Try to leave out the parts that readers tend to skip.

Elmore Leonard

About This Quote

Elmore Leonard (1925–2013), celebrated for his lean, dialogue-driven crime fiction, became widely quoted for his practical advice on style and revision. This line is associated with his “rules of writing,” a set of craft principles he circulated in interviews and essays late in his career, emphasizing pace, clarity, and readerly momentum. The remark reflects Leonard’s long experience as a commercial storyteller—first in Westerns and later in crime novels—where he learned that exposition, throat-clearing, and ornamental prose can stall narrative drive.
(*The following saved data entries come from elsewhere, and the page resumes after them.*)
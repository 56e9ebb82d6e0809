//! OAuth2 client-credentials token exchange.
//!
//! One POST per call, no caching and no refresh: every send fetches a fresh
//! token.

use std::fmt;

use log::{debug, error, info};
use reqwest::Client;
use secrecy::{ExposeSecret, SecretString};

use super::error::AuthError;
use crate::config::OAuthCredentials;

/// A bearer token issued by the token endpoint.
pub struct AccessToken(SecretString);

impl AccessToken {
    pub fn new(value: impl Into<String>) -> Self {
        Self(SecretString::from(value.into()))
    }

    /// The raw token, for the `Authorization` header.
    pub fn expose(&self) -> &str {
        self.0.expose_secret()
    }
}

impl fmt::Debug for AccessToken {
    fn fmt(&self, f: &mut fmt::Formatter<'_>) -> fmt::Result {
        f.write_str("AccessToken([REDACTED])")
    }
}

/// Performs the client-credentials exchange against a token endpoint.
pub struct TokenClient {
    client: Client,
}

impl TokenClient {
    pub fn new(client: Client) -> Self {
        Self { client }
    }

    /// Requests a token with `client_id`, `client_secret`, `scope` and
    /// `grant_type` as a form-encoded body.
    ///
    /// A non-success status fails without reading the body.
    pub async fn fetch_token(&self, creds: &OAuthCredentials) -> Result<AccessToken, AuthError> {
        info!("Requesting access token from {}", creds.token_endpoint());

        let response = self
            .client
            .post(creds.token_endpoint().clone())
            .form(&creds.form_params())
            .send()
            .await
            .map_err(AuthError::Transport)?;

        let status = response.status();
        if !status.is_success() {
            error!("Token request failed with status {}", status);
            return Err(AuthError::Rejected { status });
        }

        let body = response.text().await.map_err(AuthError::Transport)?;
        let token = extract_access_token(&body)?;

        debug!("Access token received ({} chars)", token.expose().len());
        Ok(token)
    }
}

/// Pulls `access_token` out of a token endpoint response body.
fn extract_access_token(body: &str) -> Result<AccessToken, AuthError> {
    let json: serde_json::Value =
        serde_json::from_str(body).map_err(|e| AuthError::InvalidResponse(e.to_string()))?;

    // Numeric tokens are taken as their decimal text.
    let token = match json.get("access_token") {
        Some(serde_json::Value::String(s)) => s.clone(),
        Some(serde_json::Value::Number(n)) => n.to_string(),
        _ => String::new(),
    };

    if token.is_empty() {
        error!("Token response did not contain an access_token");
        return Err(AuthError::MissingAccessToken);
    }
    Ok(AccessToken::new(token))
}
It is often cited in discussions of editing as a reader-centered test: identify the passages that feel skimmable and cut or rewrite them.

Interpretation

Leonard’s dictum is a blunt, pragmatic standard for revision: if a passage invites skipping, it is not earning its place. The “parts readers tend to skip” typically include overlong description, backstory dumps, self-indulgent digressions, or explanatory scaffolding that the story could convey through action and dialogue. The quote implies an ethic of respect for the reader’s attention and a belief that narrative should move with purpose. It also hints at Leonard’s aesthetic—transparent prose that disappears behind character voice and scene—where the goal is not verbal display but sustained engagement. In practice, it encourages writers to diagnose boredom as a craft problem, not a reader’s failing.

Variations

“If it sounds like writing, I rewrite it.”
“I try to leave out the parts that people skip.”
“Try to leave out the part that readers tend to skip.”